Without fail, there’s now standard leather on all three models at the high end and an impressive amount of sound insulation applied to shield the cabin from any rattles or clanks that might otherwise intrude - a consideration that was quite uncommon until recently. Over the versions they are replacing, more emphasis has been given to interior aesthetics and feel on all three pickups. Soft touch material is present but so are tougher, harder plastics to fit the more durable purpose these kinds of vehicles were meant to fill.
There’s also other conveniences such as a more robust infotainment package similar to that in the most current cars. Features like Apple CarPlay and Android Auto, which would allow you to access smartphone features using the built-in dashboard display, is now prevalent on pickups as well. With respect to our trio, only the HiLux misses out as Toyota has largely ignored the technology, but it otherwise goes a long way in giving the Colorado and Ranger a modern feel. That said, the HiLux does have - and this is arguable - the most ‘futuristic’ looking interior, with a large central touchscreen and tiered dashboard layout.
Behind The Wheel
For high riding 4x4s sat atop a ladder frame chassis, pickups have come a long way in terms of how accomplished they are at being smooth conveyances. They’re far from perfect, but perfectly decent - generally.
In terms of on-road ability, the Ranger has an edge over the HiLux and Colorado here just for the way in which it deals with corners, responding with a relatively neutral angled body while maintaining a rather pliant ride over imperfect surfaces.
The differential between the Toyota and Holden has actually grown to be rather thin, and praise has to go to the Colorado’s much improved ride thanks to its new suspension geometry. Both offer direct steering and a composed ride in most situations.

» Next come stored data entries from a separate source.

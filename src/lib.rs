pub mod commit;
pub mod config;
pub mod error;
pub mod logging;
pub mod rank;
pub mod round;
pub mod session;
pub mod source;
pub mod store;
pub mod verify;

They all have predictable handling and strong grip levels presuming the proper tyres are fitted, though again the Ranger’s mannerisms make it slightly more accomplished on the tarmac. Thankfully too, steering is quite direct in all and this alone is enough to give even an inexperienced driver decent confidence.
1st: Ford Ranger
Upon its 2015 update, Ford elevated the Ranger to entrench its already wide spread of appeal and ability. It’s not as at home off-road as its main rival, the HiLux, but with more and more customers prioritising ultimate versatility instead of off-road traversal, the Ranger comes closest to ticking all those boxes - essentially being a car within a pickup.
2nd: Toyota HiLux
The 8th-generation Toyota HiLux, in terms of sales, doesn’t really have anything to prove. But the gap between the Ranger as rounded vehicles of work-and-play, while significantly reduced, remains nonetheless. In isolation, the HiLux is a very good vehicle indeed and in many ways leaps ahead of the version it replaces - better looking, better to drive, more comfortable, more refined, has better engines, and feels more capable off-road. Should Toyota be sufficiently receptive to feedback, an updated HiLux should be a nothing short of class-leading in all areas.
3rd: Holden Colorado
Make no mistake, the 2017 Holden Colorado is a significant step forward for the company’s pickup assault. From a mid-level contender to one that should be on anyone’s shortlist is quite an improvement in a short span of time. They’ve pulled it off by emulating the key strengths of its new main rivals while keeping a tight grip on what it already had right. It’s engine is strong and smooth, its refinement is impressive, and it offers plenty of tech. Only nitpicks can be levelled against it as there no longer are any glaring deficiencies. However, it’s those cumulative nitpicks that hold it back from being at the head of the field.